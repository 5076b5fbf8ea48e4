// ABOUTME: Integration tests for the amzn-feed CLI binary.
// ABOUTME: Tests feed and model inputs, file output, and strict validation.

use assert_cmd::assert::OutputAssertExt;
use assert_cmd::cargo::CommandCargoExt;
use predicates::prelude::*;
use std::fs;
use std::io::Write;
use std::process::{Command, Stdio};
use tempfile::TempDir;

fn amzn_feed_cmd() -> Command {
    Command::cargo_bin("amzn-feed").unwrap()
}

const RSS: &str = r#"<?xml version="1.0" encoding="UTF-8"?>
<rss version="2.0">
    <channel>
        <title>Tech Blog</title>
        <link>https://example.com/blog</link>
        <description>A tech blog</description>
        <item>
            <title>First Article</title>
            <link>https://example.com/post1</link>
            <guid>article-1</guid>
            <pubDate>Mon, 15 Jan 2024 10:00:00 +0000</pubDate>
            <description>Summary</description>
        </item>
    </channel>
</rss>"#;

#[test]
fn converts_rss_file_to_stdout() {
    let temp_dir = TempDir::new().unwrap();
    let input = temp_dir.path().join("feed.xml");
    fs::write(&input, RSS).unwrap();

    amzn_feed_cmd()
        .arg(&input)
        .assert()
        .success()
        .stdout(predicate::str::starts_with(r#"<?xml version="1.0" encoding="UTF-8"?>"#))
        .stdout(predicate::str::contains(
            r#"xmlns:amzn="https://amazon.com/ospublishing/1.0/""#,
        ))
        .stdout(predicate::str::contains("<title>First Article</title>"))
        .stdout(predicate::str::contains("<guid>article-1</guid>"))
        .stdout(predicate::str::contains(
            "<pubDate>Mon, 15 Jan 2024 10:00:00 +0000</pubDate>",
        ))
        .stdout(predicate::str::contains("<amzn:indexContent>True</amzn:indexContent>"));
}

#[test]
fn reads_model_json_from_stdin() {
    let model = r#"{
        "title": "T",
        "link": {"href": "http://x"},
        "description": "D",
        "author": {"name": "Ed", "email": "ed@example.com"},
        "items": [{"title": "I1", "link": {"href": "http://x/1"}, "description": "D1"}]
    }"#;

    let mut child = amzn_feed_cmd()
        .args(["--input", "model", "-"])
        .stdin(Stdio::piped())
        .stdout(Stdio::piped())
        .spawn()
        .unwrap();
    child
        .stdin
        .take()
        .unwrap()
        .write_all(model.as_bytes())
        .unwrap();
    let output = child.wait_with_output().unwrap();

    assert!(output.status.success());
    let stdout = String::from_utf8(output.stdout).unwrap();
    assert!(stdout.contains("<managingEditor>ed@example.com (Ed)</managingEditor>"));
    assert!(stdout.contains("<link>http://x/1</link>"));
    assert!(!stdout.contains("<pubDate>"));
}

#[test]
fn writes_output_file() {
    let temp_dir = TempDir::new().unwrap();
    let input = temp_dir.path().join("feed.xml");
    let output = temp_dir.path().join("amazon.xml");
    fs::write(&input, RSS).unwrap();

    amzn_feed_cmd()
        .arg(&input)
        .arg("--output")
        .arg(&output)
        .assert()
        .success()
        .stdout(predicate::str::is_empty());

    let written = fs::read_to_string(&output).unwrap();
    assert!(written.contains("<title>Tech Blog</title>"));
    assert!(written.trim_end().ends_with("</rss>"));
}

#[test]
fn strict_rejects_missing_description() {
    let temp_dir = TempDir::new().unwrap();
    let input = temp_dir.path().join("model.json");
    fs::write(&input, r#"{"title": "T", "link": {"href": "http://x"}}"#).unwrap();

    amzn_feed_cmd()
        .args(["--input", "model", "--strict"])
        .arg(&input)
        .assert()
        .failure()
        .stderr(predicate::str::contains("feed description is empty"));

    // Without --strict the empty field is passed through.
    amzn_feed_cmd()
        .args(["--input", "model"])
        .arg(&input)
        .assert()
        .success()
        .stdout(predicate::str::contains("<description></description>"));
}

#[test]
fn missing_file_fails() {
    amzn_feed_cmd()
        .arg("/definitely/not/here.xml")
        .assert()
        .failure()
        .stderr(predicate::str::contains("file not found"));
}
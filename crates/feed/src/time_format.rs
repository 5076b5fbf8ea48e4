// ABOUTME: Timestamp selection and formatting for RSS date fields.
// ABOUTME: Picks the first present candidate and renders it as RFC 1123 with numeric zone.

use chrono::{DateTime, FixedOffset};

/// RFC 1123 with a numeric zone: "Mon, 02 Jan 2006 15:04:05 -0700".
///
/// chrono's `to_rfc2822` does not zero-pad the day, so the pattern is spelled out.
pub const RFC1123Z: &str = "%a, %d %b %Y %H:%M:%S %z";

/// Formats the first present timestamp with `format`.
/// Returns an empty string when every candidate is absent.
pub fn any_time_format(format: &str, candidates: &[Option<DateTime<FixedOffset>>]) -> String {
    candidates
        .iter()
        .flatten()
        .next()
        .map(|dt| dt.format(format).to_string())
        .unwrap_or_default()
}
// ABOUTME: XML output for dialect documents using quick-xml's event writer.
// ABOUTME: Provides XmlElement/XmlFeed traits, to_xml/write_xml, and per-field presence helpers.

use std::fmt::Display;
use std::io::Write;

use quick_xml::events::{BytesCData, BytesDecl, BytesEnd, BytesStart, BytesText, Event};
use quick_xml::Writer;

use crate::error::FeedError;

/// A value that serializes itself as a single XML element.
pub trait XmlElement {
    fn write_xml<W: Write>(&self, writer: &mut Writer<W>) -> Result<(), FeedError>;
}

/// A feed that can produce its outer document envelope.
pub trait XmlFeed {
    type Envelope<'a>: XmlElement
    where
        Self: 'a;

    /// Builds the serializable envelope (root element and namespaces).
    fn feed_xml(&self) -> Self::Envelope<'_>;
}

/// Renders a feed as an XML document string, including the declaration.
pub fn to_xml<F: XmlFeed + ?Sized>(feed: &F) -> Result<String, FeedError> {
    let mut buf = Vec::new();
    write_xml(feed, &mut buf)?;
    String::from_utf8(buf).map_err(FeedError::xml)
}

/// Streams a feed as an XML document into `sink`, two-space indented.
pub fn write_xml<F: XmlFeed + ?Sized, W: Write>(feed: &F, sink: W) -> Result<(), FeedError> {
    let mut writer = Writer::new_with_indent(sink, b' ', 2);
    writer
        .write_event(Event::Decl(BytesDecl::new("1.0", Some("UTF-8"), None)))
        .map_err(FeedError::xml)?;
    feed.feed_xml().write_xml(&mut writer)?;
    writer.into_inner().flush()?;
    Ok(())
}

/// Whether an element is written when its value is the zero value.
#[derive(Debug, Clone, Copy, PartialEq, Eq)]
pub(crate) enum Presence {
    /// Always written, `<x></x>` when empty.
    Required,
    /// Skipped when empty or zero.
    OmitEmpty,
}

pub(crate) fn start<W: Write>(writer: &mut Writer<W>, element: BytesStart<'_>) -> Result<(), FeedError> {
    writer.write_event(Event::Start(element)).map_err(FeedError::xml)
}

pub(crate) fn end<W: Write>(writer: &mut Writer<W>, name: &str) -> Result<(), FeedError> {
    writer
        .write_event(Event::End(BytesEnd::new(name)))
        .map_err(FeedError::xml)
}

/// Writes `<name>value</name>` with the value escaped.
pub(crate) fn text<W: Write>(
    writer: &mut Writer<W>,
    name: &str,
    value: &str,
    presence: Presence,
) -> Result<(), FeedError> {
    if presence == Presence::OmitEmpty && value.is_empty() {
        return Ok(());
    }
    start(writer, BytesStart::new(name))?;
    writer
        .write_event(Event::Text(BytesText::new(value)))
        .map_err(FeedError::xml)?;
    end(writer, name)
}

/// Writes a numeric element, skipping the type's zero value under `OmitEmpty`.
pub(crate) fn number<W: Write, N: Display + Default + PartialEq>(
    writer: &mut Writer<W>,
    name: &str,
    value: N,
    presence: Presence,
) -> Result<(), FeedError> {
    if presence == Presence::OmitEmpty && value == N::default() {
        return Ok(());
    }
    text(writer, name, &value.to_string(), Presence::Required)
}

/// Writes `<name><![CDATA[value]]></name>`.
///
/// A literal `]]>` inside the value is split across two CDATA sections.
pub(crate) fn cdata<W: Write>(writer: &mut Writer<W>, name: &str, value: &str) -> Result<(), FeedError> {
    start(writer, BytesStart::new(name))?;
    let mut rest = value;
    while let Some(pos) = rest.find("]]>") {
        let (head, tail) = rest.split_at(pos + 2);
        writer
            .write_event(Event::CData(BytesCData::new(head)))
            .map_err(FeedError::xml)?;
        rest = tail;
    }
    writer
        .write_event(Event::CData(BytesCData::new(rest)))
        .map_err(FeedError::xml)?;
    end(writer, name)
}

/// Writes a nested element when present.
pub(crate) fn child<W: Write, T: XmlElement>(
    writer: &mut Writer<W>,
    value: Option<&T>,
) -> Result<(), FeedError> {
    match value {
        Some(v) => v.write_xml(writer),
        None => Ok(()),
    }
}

◇ ◇ ◇

→ ACTIVITY
Search the entries for "numeric" and copy out each line that has it.

→ WRITTEN SOLUTION
// ABOUTME: Picks the first present candidate and renders it as RFC 1123 with numeric zone.
/// RFC 1123 with a numeric zone: "Mon, 02 Jan 2006 15:04:05 -0700".
/// Writes a numeric element, skipping the type's zero value under `OmitEmpty`.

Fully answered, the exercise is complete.